Сириус Б
Шрифт:
– Я думаю - англичане, - сказал он, остановившись в центре комнаты и посмотрев вверх.
– Больше просто некому. Очень знакомый почерк. Ведь это их железная леди сказала, когда первый раз Горбачева увидела: "а вот теперь мы будем иметь с ними дело"? Ну и начали иметь почти сразу же, и до сих пор имеют. Смотрят, сейчас на нас, наверное, через свои спутники и хохочут как ненормальные. Сноуден же рассказал, как у них все в этом плане ловко обустроено. Еще и пишут все это безобразие сразу на несколько накопителей, наверное.
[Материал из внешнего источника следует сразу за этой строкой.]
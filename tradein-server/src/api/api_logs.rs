//! External request log endpoints

use axum::Json;
use axum::extract::rejection::QueryRejection;
use axum::extract::{Query, State};
use serde::Deserialize;
use shared::error::{AppError, ErrorCode};
use shared::models::ApiRequestLog;
use shared::util::now_millis;

use super::{ApiResult, bad_query, page_window};
use crate::error::ServiceError;
use crate::state::AppState;

const MILLIS_PER_DAY: i64 = 24 * 60 * 60 * 1000;

#[derive(Deserialize)]
pub struct LogsQuery {
    pub page: Option<i64>,
    pub per_page: Option<i64>,
}

#[derive(Deserialize)]
pub struct PurgeQuery {
    pub older_than_days: i64,
}

/// GET /api/api-logs
pub async fn list_logs(
    State(state): State<AppState>,
    query: Result<Query<LogsQuery>, QueryRejection>,
) -> ApiResult<Vec<ApiRequestLog>> {
    let Query(q) = query.map_err(bad_query)?;
    let (limit, offset) = page_window(q.page, q.per_page);
    let logs = state
        .stores
        .api_logs
        .list_recent(limit, offset)
        .await
        .map_err(ServiceError::from)?;
    Ok(Json(logs))
}

/// DELETE /api/api-logs?older_than_days=N
pub async fn purge_logs(
    State(state): State<AppState>,
    query: Result<Query<PurgeQuery>, QueryRejection>,
) -> ApiResult<serde_json::Value> {
    let Query(q) = query.map_err(bad_query)?;
    if q.older_than_days < 1 {
        return Err(AppError::with_message(
            ErrorCode::ValueOutOfRange,
            "older_than_days must be at least 1",
        ));
    }

    let cutoff = now_millis() - q.older_than_days.saturating_mul(MILLIS_PER_DAY);
    let deleted = state
        .stores
        .api_logs
        .purge_before(cutoff)
        .await
        .map_err(ServiceError::from)?;

    tracing::info!(older_than_days = q.older_than_days, deleted, "Request logs purged");
    Ok(Json(serde_json::json!({ "deleted": deleted })))
}
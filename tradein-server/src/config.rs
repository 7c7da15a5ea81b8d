//! Server configuration

type BoxError = Box<dyn std::error::Error + Send + Sync>;

/// How new order numbers are minted
#[derive(Debug, Clone, Copy, PartialEq, Eq)]
pub enum OrderNumberStrategy {
    /// `PREFIX-XXXXXXXX`, random alphanumeric suffix
    Random,
    /// `PREFIX-YYYYMMDD-NNNNN`, per-day sequence
    Daily,
}

impl std::str::FromStr for OrderNumberStrategy {
    type Err = String;

    fn from_str(s: &str) -> Result<Self, Self::Err> {
        match s.trim().to_ascii_lowercase().as_str() {
            "random" => Ok(Self::Random),
            "daily" => Ok(Self::Daily),
            other => Err(format!(
                "ORDER_NUMBER_STRATEGY must be random or daily, got {other}"
            )),
        }
    }
}

/// Server configuration
#[derive(Debug, Clone)]
pub struct Config {
    /// Environment: development | staging | production
    pub environment: String,
    pub http_port: u16,
    /// PostgreSQL connection URL; `None` selects the in-memory store (development only)
    pub database_url: Option<String>,
    /// Bearer token for staff routes
    pub admin_token: String,
    pub order_number_prefix: String,
    pub order_number_strategy: OrderNumberStrategy,
    /// Loopback callers bypass the whitelist (development only)
    pub allow_loopback: bool,
    /// Strip payout fields from audit payloads
    pub redact_payout_details: bool,
    pub audit_buffer_size: usize,
    pub notify_buffer_size: usize,
    /// Mail service endpoint; `None` logs notifications instead
    pub notify_webhook_url: Option<String>,
}

impl Config {
    /// Require a secret env var: must be set and non-empty in non-development environments.
    fn require_secret(name: &str, environment: &str) -> Result<String, BoxError> {
        let val = match std::env::var(name) {
            Ok(v) => v,
            Err(_) => {
                if environment != "development" {
                    return Err(format!("{name} must be set in {environment} environment").into());
                }
                format!("dev-{name}-not-for-production")
            }
        };
        if val.is_empty() && environment != "development" {
            return Err(format!("{name} must not be empty in {environment} environment").into());
        }
        Ok(val)
    }

    fn parse_or<T: std::str::FromStr>(name: &str, default: T) -> T {
        std::env::var(name)
            .ok()
            .and_then(|v| v.trim().parse().ok())
            .unwrap_or(default)
    }

    pub fn is_development(&self) -> bool {
        self.environment == "development"
    }

    /// Load configuration from environment variables
    pub fn from_env() -> Result<Self, BoxError> {
        let environment = std::env::var("ENVIRONMENT").unwrap_or_else(|_| "development".into());
        let development = environment == "development";

        let database_url = std::env::var("DATABASE_URL").ok().filter(|s| !s.is_empty());
        if database_url.is_none() && !development {
            return Err(format!("DATABASE_URL must be set in {environment} environment").into());
        }

        let order_number_strategy = match std::env::var("ORDER_NUMBER_STRATEGY") {
            Ok(v) => v.parse::<OrderNumberStrategy>()?,
            Err(_) => OrderNumberStrategy::Random,
        };

        let allow_loopback = development && Self::parse_or("ALLOW_LOOPBACK", true);

        Ok(Self {
            http_port: Self::parse_or("HTTP_PORT", 8080),
            database_url,
            admin_token: Self::require_secret("ADMIN_TOKEN", &environment)?,
            order_number_prefix: std::env::var("ORDER_NUMBER_PREFIX")
                .ok()
                .filter(|s| !s.trim().is_empty())
                .unwrap_or_else(|| "TRD".into()),
            order_number_strategy,
            allow_loopback,
            redact_payout_details: Self::parse_or("REDACT_PAYOUT_DETAILS", true),
            audit_buffer_size: Self::parse_or("AUDIT_BUFFER_SIZE", 1024usize).max(1),
            notify_buffer_size: Self::parse_or("NOTIFY_BUFFER_SIZE", 256usize).max(1),
            notify_webhook_url: std::env::var("NOTIFY_WEBHOOK_URL")
                .ok()
                .filter(|s| !s.is_empty()),
            environment,
        })
    }

    /// Development defaults, used by the test suite
    pub fn for_development() -> Self {
        Self {
            environment: "development".into(),
            http_port: 8080,
            database_url: None,
            admin_token: "dev-ADMIN_TOKEN-not-for-production".into(),
            order_number_prefix: "TRD".into(),
            order_number_strategy: OrderNumberStrategy::Random,
            allow_loopback: true,
            redact_payout_details: true,
            audit_buffer_size: 1024,
            notify_buffer_size: 256,
            notify_webhook_url: None,
        }
    }
}

#[cfg(test)]
mod tests {
    use super::*;

    #[test]
    fn test_strategy_parse() {
        assert_eq!("daily".parse(), Ok(OrderNumberStrategy::Daily));
        assert_eq!(" Random ".parse(), Ok(OrderNumberStrategy::Random));
        assert!("sequential".parse::<OrderNumberStrategy>().is_err());
    }

    #[test]
    fn test_development_defaults() {
        let config = Config::for_development();
        assert!(config.is_development());
        assert!(config.allow_loopback);
        assert!(config.redact_payout_details);
        assert_eq!(config.order_number_prefix, "TRD");
    }
}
Для архива МИ-6.
Невзлобин
– Но зачем они с нами такое сотворили?
– глухо спросил он оттуда.
– Это давний спор двух мировых империй, Британской и Российской, - рассуждал Подкрышен, прохаживаясь по комнате.
– Когда у Британской шкурка лопнула, Российская чудом на самом краю удержалась. Ну, здесь уж понятно - черная зависть, затем подозрения, потом ненависть и все такое. А американцы это у них так - материальное обеспечение и подтанцовка на мировом подиуме.
– Но я даже и представить не могу - как им удалось.
– Да это-то как раз объяснить можно. Сначала они нашу национальную идею своими интригами и насмешками уничтожили, убрали скелет, так сказать, а дальше все просто - обмякшее тело немного пошаталось, да само в снега и завалилось.
– Но ведь такое вынимание скелетов должно быть делом муторным и весьма сложным?
– спросил Невзлобин, выглядывая из-под балдахина.
– Во всяком случае - непростым?
– Да вовсе нет, - махнул рукой Подкрышен.- Это только так кажется. Вот представьте - приглашают какого-нибудь красного дипломата на званый лондонский прием или там - на бал, не знаю. И вот берет его там под руку железная леди и, громыхая своим железом, ведет танцевать. Ну, начинают они танцевать, то да се, а потом она и говорит:
– Ах, Анатоль, неужели вы до сих пор боретесь за освобождение всех этих голодранцев от нашей эксплуатации?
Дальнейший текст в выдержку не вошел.